Microbial detection and growth control by light
Autofluorescence makes it possible to detect fungus. Autofluorescence wavelength differs depending on bacterial species. The spectrum suggests the possibility of bacterial species identification. We can expect development in the fields of agriculture, food hygiene and medical care.
And we discovered visible light growth inhibition of denitrifying bacteria that occurs under anaerobic denitrification conditions. The important point is that under oxygen breathing conditions this inhibition is not observed. Application development to fermentation control of microorganisms, drug discovery, etc. is expected.
An optogenetic tool for intracellular cAMP production
Various cell functions are controlled by cyclic AMP (cAMP), which acts as a second messenger for signal transduction in vivo.
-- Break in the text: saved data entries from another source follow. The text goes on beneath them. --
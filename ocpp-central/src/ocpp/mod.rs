//! OCPP 1.6-J protocol layer
//!
//! - `actions`: registry of action names, origins and payload shapes
//! - `messages`: JSON framing (CALL, CALLRESULT, CALLERROR)
//! - `payload`: typed body serialization contract
//! - `types`: enums and shared complex types
//! - `requests`: request and confirmation bodies per action

pub mod actions;
pub mod messages;
pub mod payload;
pub mod requests;
pub mod types;

pub use actions::{Action, ActionDescriptor, ActionRegistry, Origin, PayloadShape, UnknownAction};
pub use messages::*;
pub use payload::{from_payload, to_payload, PayloadError, Request};
pub use requests::*;
pub use types::*;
Recently, optogenetics is highly expected to be a powerful tool for reproducing cellular responses and creating pathological models. Photoactivated adenylyl cyclase (PAC) is directly activated by blue-light illumination without the intervention of G proteins. It produces cAMP with excellent spatiotemporal flexibility and reproducibility, allowing for precise control that is difficult to achieve with drug administration. Therefore, PAC is the promising tool that replaces the action of various bioactive substances with light illumination. We want to share our expertise for quantitative cAMP production using PAC and light. Now two types of easy-to-use PAC variants are commercially available.